C’est en tremblant, ma chère Rose, que je commence ici la révélation des funestes événements qui m’ont à jamais enlevé le repos, et qui vont peut-être me ravir votre confiance. Soyez miséricordieuse, ma chère Rose, et ne me jugez pas trop sévèrement.

Les premières années de ma vie furent pures et calmes comme un jour sans nuages.

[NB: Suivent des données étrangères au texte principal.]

//! Lays a [`GameSnapshot`] out into a [`Frame`].
//!
//! The board is drawn two characters per cell inside a box border, with a side
//! panel for level and line counts to its right. The whole block is centered in
//! the viewport; anything that does not fit is clipped.

use blockfall_core::GameSnapshot;
use blockfall_types::{PieceKind, SimStatus, COLS, ROWS};

use crate::frame::{Frame, Glyph, Rgb};

/// Terminal columns per board cell
pub const CELL_W: u16 = 2;
/// Side panel width, including its gap from the board
pub const PANEL_W: u16 = 16;

const BOARD_W: u16 = COLS as u16 * CELL_W + 2;
const BOARD_H: u16 = ROWS as u16 + 2;

const BG: Rgb = Rgb::new(0, 0, 0);
const BORDER: Rgb = Rgb::new(200, 200, 200);
const EMPTY_FG: Rgb = Rgb::new(60, 60, 60);
const LABEL: Rgb = Rgb::new(150, 150, 150);
const VALUE: Rgb = Rgb::new(240, 240, 240);
const ALERT: Rgb = Rgb::new(255, 80, 80);

/// Fill color per cell value `1..=7` (I, T, Z, S, O, L, J).
pub const PALETTE: [Rgb; 7] = [
    Rgb::new(0xFF, 0x00, 0x00),
    Rgb::new(0xFF, 0x45, 0x00),
    Rgb::new(0xFF, 0x63, 0x47),
    Rgb::new(0xFF, 0x7F, 0x50),
    Rgb::new(0xFF, 0x8C, 0x00),
    Rgb::new(0xFF, 0xA5, 0x00),
    Rgb::new(0xFF, 0xB6, 0xC1),
];

/// Terminal size in character cells.
#[derive(Debug, Clone, Copy, PartialEq, Eq)]
pub struct Viewport {
    pub width: u16,
    pub height: u16,
}

impl Viewport {
    pub const fn new(width: u16, height: u16) -> Self {
        Self { width, height }
    }
}

/// Stateless board/panel layout.
#[derive(Debug, Clone, Copy, Default)]
pub struct BoardView;

impl BoardView {
    pub fn new() -> Self {
        Self
    }

    /// Top-left corner of the board border inside `viewport`.
    pub fn origin(&self, viewport: Viewport) -> (u16, u16) {
        let total_w = BOARD_W + PANEL_W;
        (
            viewport.width.saturating_sub(total_w) / 2,
            viewport.height.saturating_sub(BOARD_H) / 2,
        )
    }

    /// Redraw `frame` from scratch for `snapshot`.
    pub fn render_into(&self, snapshot: &GameSnapshot, viewport: Viewport, frame: &mut Frame) {
        frame.reset(viewport.width, viewport.height);
        let (x0, y0) = self.origin(viewport);

        draw_border(frame, x0, y0, BOARD_W, BOARD_H);
        for row in 0..ROWS as i16 {
            for col in 0..COLS as i16 {
                let value = snapshot.composited(row, col);
                let x = x0 + 1 + col as u16 * CELL_W;
                let y = y0 + 1 + row as u16;
                draw_cell(frame, x, y, value);
            }
        }

        self.draw_panel(snapshot, frame, x0 + BOARD_W + 2, y0 + 1);
        self.draw_status(snapshot, frame, x0, y0);
    }

    fn draw_panel(&self, snapshot: &GameSnapshot, frame: &mut Frame, x: u16, y: u16) {
        let label = Glyph::new(' ', LABEL, BG);
        let value = Glyph::new(' ', VALUE, BG).bold();

        frame.put_str(x, y, "LEVEL", label);
        frame.put_str(x, y + 1, &snapshot.level.to_string(), value);
        frame.put_str(x, y + 3, "LINES", label);
        frame.put_str(x, y + 4, &snapshot.lines_cleared.to_string(), value);
        frame.put_str(x, y + 6, "SPEED", label);
        frame.put_str(x, y + 7, &format!("{}ms", snapshot.drop_interval_ms), value);

        let help = [
            "SPACE start",
            "\u{2190} \u{2192}  move",
            "\u{2191}/x rotate",
            "\u{2193}  drop",
            "r  restart",
            "q  quit",
        ];
        for (i, line) in help.iter().enumerate() {
            frame.put_str(x, y + 10 + i as u16, line, label);
        }
    }

    fn draw_status(&self, snapshot: &GameSnapshot, frame: &mut Frame, x0: u16, y0: u16) {
        let (text, color) = match snapshot.status {
            SimStatus::NotStarted => ("Press SPACE to start", VALUE),
            SimStatus::GameOver => ("GAME OVER", ALERT),
            SimStatus::Running => return,
        };
        let inner = BOARD_W - 2;
        let len = text.chars().count() as u16;
        let x = x0 + 1 + inner.saturating_sub(len) / 2;
        let y = y0 + BOARD_H / 2;
        frame.put_str(x, y, text, Glyph::new(' ', color, BG).bold());
    }
}

/// Palette color of a piece kind
pub fn kind_color(kind: PieceKind) -> Rgb {
    PALETTE[usize::from(kind.cell() - 1)]
}

/// Map a cell value to its palette color; `None` for empty or unknown values.
pub fn cell_color(value: u8) -> Option<Rgb> {
    PieceKind::from_cell(value).map(kind_color)
}

fn draw_cell(frame: &mut Frame, x: u16, y: u16, value: u8) {
    match cell_color(value) {
        Some(color) => {
            let block = Glyph::new('█', color, BG);
            frame.put(x, y, block);
            frame.put(x + 1, y, block);
        }
        None => {
            frame.put(x, y, Glyph::new(' ', EMPTY_FG, BG));
            frame.put(x + 1, y, Glyph::new('·', EMPTY_FG, BG));
        }
    }
}

fn draw_border(frame: &mut Frame, x: u16, y: u16, w: u16, h: u16) {
    let style = Glyph::new(' ', BORDER, BG);
    let right = x + w - 1;
    let bottom = y + h - 1;
    for cx in x + 1..right {
        frame.put(cx, y, Glyph { ch: '─', ..style });
        frame.put(cx, bottom, Glyph { ch: '─', ..style });
    }
    for cy in y + 1..bottom {
        frame.put(x, cy, Glyph { ch: '│', ..style });
        frame.put(right, cy, Glyph { ch: '│', ..style });
    }
    frame.put(x, y, Glyph { ch: '┌', ..style });
    frame.put(right, y, Glyph { ch: '┐', ..style });
    frame.put(x, bottom, Glyph { ch: '└', ..style });
    frame.put(right, bottom, Glyph { ch: '┘', ..style });
}

#[cfg(test)]
mod tests {
    use super::*;
    use blockfall_core::types::Command;
    use blockfall_core::{ScriptedPieces, SimConfig, Simulation};

    const VIEW: Viewport = Viewport::new(80, 24);

    fn render(snapshot: &GameSnapshot) -> Frame {
        let mut frame = Frame::new(0, 0);
        BoardView::new().render_into(snapshot, VIEW, &mut frame);
        frame
    }

    fn board_glyph(frame: &Frame, row: u16, col: u16) -> Glyph {
        let (x0, y0) = BoardView::new().origin(VIEW);
        frame
            .get(x0 + 1 + col * CELL_W, y0 + 1 + row)
            .unwrap()
    }

    #[test]
    fn palette_covers_every_kind() {
        for kind in PieceKind::ALL {
            assert!(cell_color(kind.cell()).is_some(), "{kind:?}");
        }
        assert_eq!(cell_color(0), None);
        assert_eq!(cell_color(8), None);
        assert_eq!(cell_color(1), Rgb::from_hex("#FF0000"));
        assert_eq!(Some(kind_color(PieceKind::J)), Rgb::from_hex("#FFB6C1"));
    }

    #[test]
    fn idle_board_shows_start_prompt() {
        let frame = render(&GameSnapshot::default());
        let (x0, y0) = BoardView::new().origin(VIEW);
        assert_eq!(frame.get(x0, y0).unwrap().ch, '┌');
        assert_eq!(frame.get(x0 + BOARD_W - 1, y0 + BOARD_H - 1).unwrap().ch, '┘');
        let prompt_row = frame.row_text(y0 + BOARD_H / 2);
        assert!(prompt_row.contains("Press SPACE to start"), "{prompt_row}");
    }

    #[test]
    fn active_piece_is_drawn_over_board() {
        let mut sim =
            Simulation::with_source(SimConfig::default(), ScriptedPieces::repeat(PieceKind::O));
        sim.apply_command(Command::Start).unwrap();
        let frame = render(&sim.snapshot());

        let o = board_glyph(&frame, 0, 4);
        assert_eq!(o.ch, '█');
        assert_eq!(Some(o.fg), cell_color(PieceKind::O.cell()));
        assert_eq!(board_glyph(&frame, 0, 3).ch, ' ');
    }

    #[test]
    fn panel_and_game_over_text() {
        let mut snapshot = GameSnapshot::default();
        snapshot.status = SimStatus::GameOver;
        snapshot.level = 3;
        snapshot.lines_cleared = 17;
        let frame = render(&snapshot);
        let text: String = (0..frame.height())
            .map(|y| frame.row_text(y))
            .collect::<Vec<_>>()
            .join("\n");
        assert!(text.contains("GAME OVER"));
        assert!(text.contains("LEVEL"));
        assert!(text.contains("17"));
    }

    #[test]
    fn tiny_viewport_clips_without_panicking() {
        let mut frame = Frame::new(0, 0);
        BoardView::new().render_into(&GameSnapshot::default(), Viewport::new(5, 3), &mut frame);
        assert_eq!(frame.row_text(0).chars().next(), Some('┌'));
    }
}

Mon père était espagnol, ma mère française ; le premier m’avait légué l’ardeur et l’emportement des passions fougueuses, et l’autre la vivacité et l’imprévu de son caractère.

J’avais perdu mon père de bonne heure ; ma mère, qui m’aimait d’idolâtrie, refusa de se remarier, et quelles que soient les affections que je rencontrerai désormais dans la vie elles n’égaleront jamais celle que ma mère avait pour moi.

Je fis de brillants débuts dans le monde, et j’y rencontrais une jeune créole, nommée Azélie Mendoce, dont la beauté me charma.

Orpheline presqu’en naissant, elle avait été élevée par un frère de son père, Emmanuel Mendoce, qui n’avait qu’un autre neveu, cousin d’Azélie et nommé Ambrosio Mendoce ; son père, comme celui d’Azélie, était mort sans fortune, et il vivait en Espagne dans la famille de sa mère. Quant à son oncle, Emmanuel Mendoce, qui ne s’était point marié, il possédait une grande fortune, augmentée par d’heureuses spéculations commerciales.